About this exercise :: Nothing but the lines from the one containing "matches!(ast.arena.expr(*object).kind, ExprKind::This) =>" through the one containing "if !matches!(shape_node.kind, ExprKind::Literal(_)", both included, should be given again, each exactly as written below.

|---|

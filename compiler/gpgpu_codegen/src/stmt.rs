//! Statement code generation.

use gpgpu_ir::stack::ensure_sufficient_stack;
use gpgpu_ir::{Declarator, ExprId, ExprKind, ForInit, Literal, MemberProperty, Span, StmtId, StmtKind};
use gpgpu_parse::ParseOutput;
use gpgpu_types::{DeclarationTable, ObjectFlags, TypeInfo};

use crate::expr::format_number;
use crate::{CodegenError, ExpressionContext, ExpressionParser, TempNames};

/// Statement parser for one function body.
///
/// Each statement gets its own [`ExpressionContext`]; the temporaries it
/// collects are declared immediately before the statement text.
pub struct StatementParser<'a> {
    ast: &'a ParseOutput,
    exprs: ExpressionParser<'a>,
    temps: &'a TempNames,
}

impl<'a> StatementParser<'a> {
    pub fn new(
        ast: &'a ParseOutput,
        decls: &'a mut DeclarationTable,
        temps: &'a TempNames,
    ) -> Self {
        StatementParser {
            ast,
            exprs: ExpressionParser::new(ast, decls),
            temps,
        }
    }

    /// Generate one complete C statement, hoisted temporaries first.
    pub fn parse(&mut self, id: StmtId) -> Result<String, CodegenError> {
        let mut ctx = ExpressionContext::new(self.temps);
        let text = ensure_sufficient_stack(|| self.statement(id, &mut ctx))?;
        Ok(format!("{}{text}", ctx.render()?))
    }

    fn statement(
        &mut self,
        id: StmtId,
        ctx: &mut ExpressionContext<'_>,
    ) -> Result<String, CodegenError> {
        let ast = self.ast;
        let stmt = ast.arena.stmt(id);
        tracing::trace!(kind = stmt.kind.name(), "statement");

        match &stmt.kind {
            StmtKind::Block(body) => {
                let mut lines = Vec::with_capacity(body.len() + 2);
                lines.push("{".to_owned());
                for &child in body {
                    lines.push(self.parse(child)?);
                }
                lines.push("}".to_owned());
                Ok(lines.join("\n"))
            }
            StmtKind::VarDecl { declarators, .. } => self.var_decl(declarators, ctx),
            StmtKind::If {
                test,
                consequent,
                alternate,
            } => {
                let test = self.exprs.parse(*test, ctx)?;
                let mut text = format!("if ({}) {}", test.text, self.parse(*consequent)?);
                if let Some(alternate) = alternate {
                    text.push_str(" else ");
                    text.push_str(&self.parse(*alternate)?);
                }
                Ok(text)
            }
            StmtKind::For {
                init,
                test,
                update,
                body,
            } => {
                // Temporaries of the header are hoisted in front of the loop.
                let init = match init {
                    None => ";".to_owned(),
                    Some(ForInit::Decl(decl)) => self.statement(*decl, ctx)?,
                    Some(ForInit::Expr(expr)) => format!("{};", self.exprs.parse(*expr, ctx)?.text),
                };
                let test = self.optional(*test, ctx)?;
                let update = self.optional(*update, ctx)?;
                let body = self.parse(*body)?;
                Ok(format!("for({init} {test}; {update}) {body}"))
            }
            StmtKind::Expr(expr) => {
                let node = ast.arena.expr(*expr);
                if !matches!(node.kind, ExprKind::Assign { .. }) {
                    return Err(CodegenError::UnsupportedStatementExpression {
                        kind: node.kind.name(),
                        loc: self.exprs.loc(node.span),
                    });
                }
                Ok(format!("{};", self.exprs.parse(*expr, ctx)?.text))
            }
            StmtKind::Return(argument) => match argument {
                Some(argument) => Ok(format!("return {};", self.exprs.parse(*argument, ctx)?.text)),
                None => Ok("return;".to_owned()),
            },
            StmtKind::While { .. }
            | StmtKind::DoWhile { .. }
            | StmtKind::Break
            | StmtKind::Continue
            | StmtKind::Empty
            | StmtKind::FunctionDecl(_) => Err(CodegenError::UnsupportedStatement {
                kind: stmt.kind.name(),
                loc: self.exprs.loc(stmt.span),
            }),
        }
    }

    fn optional(
        &mut self,
        expr: Option<ExprId>,
        ctx: &mut ExpressionContext<'_>,
    ) -> Result<String, CodegenError> {
        match expr {
            Some(expr) => Ok(self.exprs.parse(expr, ctx)?.text),
            None => Ok(String::new()),
        }
    }

    fn var_decl(
        &mut self,
        declarators: &'a [Declarator],
        ctx: &mut ExpressionContext<'_>,
    ) -> Result<String, CodegenError> {
        let mut initialized = Vec::with_capacity(declarators.len());
        for declarator in declarators {
            match declarator.init {
                Some(init) => initialized.push((declarator, init)),
                None => {
                    return Err(CodegenError::AllDeclarationsMustInitialize {
                        loc: self.exprs.loc(declarator.span),
                    })
                }
            }
        }

        let mut lines = Vec::with_capacity(initialized.len());
        for (declarator, init) in initialized {
            let line = match self.array_allocation(init) {
                Some((args, span)) => self.array_decl(&declarator.name, args, span, ctx)?,
                None => self.binding(declarator, init, ctx)?,
            };
            lines.push(line);
        }
        Ok(lines.join("\n"))
    }

    /// Arguments and span of a `this.array(...)` initializer.
    fn array_allocation(&self, init: ExprId) -> Option<(&'a [ExprId], Span)> {
        let ast = self.ast;
        let node = ast.arena.expr(init);
        let ExprKind::Call { callee, args } = &node.kind else {
            return None;
        };
        match &ast.arena.expr(*callee).kind {
            ExprKind::Member {
                object,
                property: MemberProperty::Named(name, _),
            } if name == "array" && matches!(ast.arena.expr(*object).kind, ExprKind::This) => {
                Some((args.as_slice(), node.span))
            }
            _ => None,
        }
    }

    /// `const name = this.array(shape, length)` as a fixed-size C array.
    fn array_decl(
        &mut self,
        name: &str,
        args: &[ExprId],
        span: Span,
        ctx: &mut ExpressionContext<'_>,
    ) -> Result<String, CodegenError> {
        let ast = self.ast;
        let [shape, length] = args else {
            return Err(CodegenError::MalformedArrayDeclaration {
                reason: "this.array requires exactly 2 arguments",
                loc: self.exprs.loc(span),
            });
        };

        let shape_node = ast.arena.expr(*shape);
        if !matches!(shape_node.kind, ExprKind::Literal(_) | ExprKind::Object(_)) {
            return Err(CodegenError::MalformedArrayDeclaration {
                reason: "element type must be given by a literal or object expression",
                loc: self.exprs.loc(shape_node.span),
            });
        }
        let length_node = ast.arena.expr(*length);
        let length = match &length_node.kind {
            ExprKind::Literal(Literal::Number(n)) if *n >= 0.0 && n.fract() == 0.0 => *n,
            _ => {
                return Err(CodegenError::MalformedArrayDeclaration {
                    reason: "length must be a non-negative integer literal",
                    loc: self.exprs.loc(length_node.span),
                })
            }
        };

        let element = self.exprs.parse(*shape, ctx)?.ty;
        if !matches!(element, TypeInfo::Double | TypeInfo::Object(_)) {
            return Err(CodegenError::MalformedArrayDeclaration {
                reason: "elements must be numbers or objects",
                loc: self.exprs.loc(shape_node.span),
            });
        }

        let text = format!("{} {name}[{}];", element.c_type()?, format_number(length));
        self.exprs
            .decls
            .declare_variable(name, TypeInfo::array(element));
        Ok(text)
    }

    /// `const name = init`, enforcing the no-implicit-copy rule.
    fn binding(
        &mut self,
        declarator: &Declarator,
        init: ExprId,
        ctx: &mut ExpressionContext<'_>,
    ) -> Result<String, CodegenError> {
        let expr = self.exprs.parse(init, ctx)?;
        if expr
            .ty
            .as_object()
            .is_some_and(|object| !object.is(ObjectFlags::ORPHAN))
        {
            return Err(CodegenError::CannotReassignObject {
                text: expr.text,
                loc: self.exprs.loc(declarator.span),
            });
        }

        // The variable owns the value and gives it storage.
        let ty = expr.ty.without_flags(ObjectFlags::FRESH);
        let text = format!("{} {} = {};", ty.c_type()?, declarator.name, expr.text);
        self.exprs.decls.declare_variable(declarator.name.clone(), ty);
        Ok(text)
    }
}

#[cfg(test)]
mod tests;
//! Parse error type.

use gpgpu_ir::{LineIndex, Loc, Span};
use gpgpu_lexer::LexError;
use thiserror::Error;

/// A syntax error with its resolved source position.
#[derive(Debug, Clone, PartialEq, Eq, Error)]
#[error("{message} at {loc}")]
pub struct ParseError {
    pub message: String,
    pub span: Span,
    pub loc: Loc,
}

impl ParseError {
    pub fn new(message: impl Into<String>, span: Span, lines: &LineIndex) -> Self {
        ParseError {
            message: message.into(),
            span,
            loc: lines.span_loc(span),
        }
    }

    pub fn from_lex(err: &LexError, lines: &LineIndex) -> Self {
        ParseError::new(err.to_string(), err.span(), lines)
    }
}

|---|

Exercise output ::
            } if name == "array" && matches!(ast.arena.expr(*object).kind, ExprKind::This) => {
                Some((args.as_slice(), node.span))
            }
            _ => None,
        }
    }

    /// `const name = this.array(shape, length)` as a fixed-size C array.
    fn array_decl(
        &mut self,
        name: &str,
        args: &[ExprId],
        span: Span,
        ctx: &mut ExpressionContext<'_>,
    ) -> Result<String, CodegenError> {
        let ast = self.ast;
        let [shape, length] = args else {
            return Err(CodegenError::MalformedArrayDeclaration {
                reason: "this.array requires exactly 2 arguments",
                loc: self.exprs.loc(span),
            });
        };

        let shape_node = ast.arena.expr(*shape);
        if !matches!(shape_node.kind, ExprKind::Literal(_) | ExprKind::Object(_)) {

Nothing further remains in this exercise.